REMINI: That's his duel with Humphrey Marshall, when he got a bullet in the leg.
LAMB: What was it over?
REMINI: Oh, it was over a fight in the Kentucky Legislature in which the Federalist was trying to prove that the Republicans were involved in all kinds of treasonous behavior. And Clay got up and became very angry and he began to say things that became more and more heated, and then he finally rushed at the man to strike him. So he had to challenge him to a duel, and they went across the river. They weren't going to pollute the sacred soil of Kentucky by killing one another, so they went over to Ohio, and they took their positions. They had two rounds and Clay said he surely would have killed him on the third round, if it had been allowed, but the referee, the judge, decided that it was enough -- that his honor was taken care of, and that was the end of it.
LAMB: In those days, you were allowed to be a member of Congress or the Senate and work on the side as a lawyer?
REMINI: Sure. Oh yes. It's amazing how they had no conception of conflict of interest.
REMINI: Well, Daniel Webster is taking a retainer from the Bank of the United States and giving speeches in the Senate about why the bank should be rechartered. No, they, they were all, I think, guilty of that kind of behavior. Well, they had to live. They couldn't live on a Congressman's salary. They only got, I think it was at first $2,500, and it depended on how many days there were to the session. And when you had to go home, most of them, I suppose like today, they were lawyers, and so they practiced the law.
LAMB: The Burr controversy, Aaron Burr ...

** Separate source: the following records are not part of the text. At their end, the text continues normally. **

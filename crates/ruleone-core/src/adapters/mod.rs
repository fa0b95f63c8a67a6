//! Upstream source clients.
//!
//! | Source | Provider | Fragment |
//! |--------|----------|----------|
//! | [`YahooProfileSource`] | Yahoo | profile + year-end closes |
//! | [`YahooGrowthSource`] | Yahoo | `+5y` earnings trend |
//! | [`AlphaVantageSource`] | Alpha Vantage | financial statements (critical) |
//! | [`ZacksGrowthSource`] | Zacks | "Next 5 Years" estimate |
//! | [`YahooSymbolSearch`] | Yahoo | ISIN / free-text listing search |

mod alphavantage;
mod yahoo;
mod zacks;

use std::sync::Arc;

use serde::de::DeserializeOwned;

pub use alphavantage::AlphaVantageSource;
pub use yahoo::{YahooGrowthSource, YahooProfileSource, YahooSession, YahooSymbolSearch};
pub use zacks::ZacksGrowthSource;

use crate::circuit_breaker::CircuitBreaker;
use crate::data_source::{HealthStatus, SourceError};
use crate::http_client::{HttpClient, HttpRequest, HttpResponse};
use crate::retry::{execute_with_retry, RetryConfig};
use crate::ProviderId;

/// Transport shared by every source of one provider: HTTP client, retry
/// budget and circuit breaker.
#[derive(Clone)]
pub struct Upstream {
    provider: ProviderId,
    http: Arc<dyn HttpClient>,
    retry: RetryConfig,
    breaker: Arc<CircuitBreaker>,
    timeout_ms: u64,
}

impl Upstream {
    pub fn new(provider: ProviderId, http: Arc<dyn HttpClient>, retry: RetryConfig) -> Self {
        Self {
            provider,
            http,
            retry,
            breaker: Arc::new(CircuitBreaker::with_defaults(provider)),
            timeout_ms: 10_000,
        }
    }

    pub fn with_circuit_breaker(mut self, breaker: Arc<CircuitBreaker>) -> Self {
        self.breaker = breaker;
        self
    }

    pub fn with_timeout_ms(mut self, timeout_ms: u64) -> Self {
        self.timeout_ms = timeout_ms;
        self
    }

    pub const fn provider(&self) -> ProviderId {
        self.provider
    }

    pub fn breaker(&self) -> &Arc<CircuitBreaker> {
        &self.breaker
    }

    pub fn health(&self) -> HealthStatus {
        self.breaker.health()
    }

    /// Single attempt outside the retry policy and breaker, for session setup
    /// calls whose status is irrelevant.
    async fn touch(&self, request: HttpRequest) {
        let request = request.with_timeout_ms(self.timeout_ms);
        let _ = self.http.execute(request).await;
    }

    /// Sends `request` with retries. Transport failures, 429 and 5xx count
    /// against the breaker; any other status is returned to the caller.
    async fn send(&self, request: HttpRequest) -> Result<HttpResponse, SourceError> {
        if !self.breaker.allow_request() {
            return Err(SourceError::unavailable(format!(
                "{} circuit breaker is open; skipping upstream call",
                self.provider
            )));
        }

        let request = request.with_timeout_ms(self.timeout_ms);
        let response = match execute_with_retry(self.http.as_ref(), &request, &self.retry).await {
            Ok(response) => response,
            Err(error) => {
                self.breaker.record_failure();
                return Err(error.into_source_error(self.provider.as_str()));
            }
        };

        if response.status == 429 || response.status >= 500 {
            self.breaker.record_failure();
        } else {
            self.breaker.record_success();
        }
        Ok(response)
    }

    /// Sends `request` and returns the body of a 2xx response.
    async fn get_text(&self, request: HttpRequest) -> Result<String, SourceError> {
        let response = self.send(request).await?;
        if !response.is_success() {
            return Err(status_error(self.provider, response.status));
        }
        Ok(response.body)
    }

    async fn get_json<T: DeserializeOwned>(&self, request: HttpRequest) -> Result<T, SourceError> {
        let body = self.get_text(request).await?;
        parse_json(self.provider, &body)
    }
}

fn status_error(provider: ProviderId, status: u16) -> SourceError {
    let message = format!("{provider} returned status {status}");
    match status {
        404 => SourceError::not_found(message),
        429 => SourceError::rate_limited(message),
        400..=499 => SourceError::invalid_request(message),
        _ => SourceError::unavailable(message),
    }
}

fn parse_json<T: DeserializeOwned>(provider: ProviderId, body: &str) -> Result<T, SourceError> {
    serde_json::from_str(body).map_err(|error| {
        SourceError::malformed(format!("failed to parse {provider} response: {error}"))
    })
}

/// Yahoo wraps most numbers as `{"raw": 1.0, "fmt": "1.00"}`.
#[derive(Debug, Clone, Copy, serde::Deserialize)]
struct RawValue {
    #[serde(default)]
    raw: Option<f64>,
}

impl RawValue {
    fn value(self) -> Option<f64> {
        self.raw.filter(|value| value.is_finite())
    }
}

#[cfg(test)]
mod tests {
    use std::sync::Mutex;

    use super::*;
    use crate::circuit_breaker::{CircuitBreakerConfig, CircuitState};
    use crate::data_source::{BoxFuture, SourceErrorKind};
    use crate::http_client::HttpError;

    struct FixedStatus {
        status: u16,
        calls: Mutex<u32>,
    }

    impl HttpClient for FixedStatus {
        fn execute<'a>(
            &'a self,
            _request: HttpRequest,
        ) -> BoxFuture<'a, Result<HttpResponse, HttpError>> {
            Box::pin(async move {
                *self.calls.lock().expect("lock") += 1;
                Ok(HttpResponse::new(self.status, "{}"))
            })
        }
    }

    fn upstream(status: u16) -> (Upstream, Arc<FixedStatus>) {
        let http = Arc::new(FixedStatus {
            status,
            calls: Mutex::new(0),
        });
        let upstream = Upstream::new(ProviderId::Zacks, http.clone(), RetryConfig::no_retry())
            .with_circuit_breaker(Arc::new(CircuitBreaker::new(
                ProviderId::Zacks,
                CircuitBreakerConfig {
                    failure_threshold: 2,
                    open_timeout: std::time::Duration::from_secs(60),
                },
            )));
        (upstream, http)
    }

    #[tokio::test]
    async fn server_errors_trip_the_breaker_and_block_further_calls() {
        let (upstream, http) = upstream(503);

        for _ in 0..2 {
            let error = upstream
                .get_text(HttpRequest::get("https://x.test"))
                .await
                .expect_err("503 fails");
            assert_eq!(error.kind(), SourceErrorKind::Unavailable);
        }
        assert_eq!(upstream.breaker().state(), CircuitState::Open);

        let error = upstream
            .get_text(HttpRequest::get("https://x.test"))
            .await
            .expect_err("circuit open");
        assert!(error.message().contains("circuit breaker is open"));
        assert_eq!(*http.calls.lock().expect("lock"), 2);
    }

    #[tokio::test]
    async fn not_found_does_not_count_as_provider_failure() {
        let (upstream, _) = upstream(404);

        let error = upstream
            .get_text(HttpRequest::get("https://x.test"))
            .await
            .expect_err("404 fails");

        assert_eq!(error.kind(), SourceErrorKind::NotFound);
        assert_eq!(upstream.breaker().consecutive_failures(), 0);
    }

    #[test]
    fn malformed_json_is_reported_as_malformed() {
        let error = parse_json::<RawValue>(ProviderId::Yahoo, "<html>").expect_err("not json");
        assert_eq!(error.kind(), SourceErrorKind::Malformed);
    }
}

LAMB: How did Henry Clay and Aaron Burr get together?
REMINI: Well ...
LAMB: Who was Aaron Burr? Start with ...
REMINI: Well, Aaron Burr was the Vice-President of the United States, among other things. He tried, I think, he wanted the Presidency, but he was intended by the Republican Party to be the Vice-President, and he came out west and began to tell all kinds of stories to people as to what he planned. And he bamboozled a great many individuals, including Henry Clay and Andrew Jackson. Iit is not known to this day just what he was up to, and finally the President, Thomas Jefferson, said that there was a conspiracy afoot, which would endanger the Union, and that the conspirators were to be apprehended, and of course, the finger was pointed at Aaron Burr. And he hired the best lawyer he could get in Lexington, Kentucky to defend him, and he was Henry Clay.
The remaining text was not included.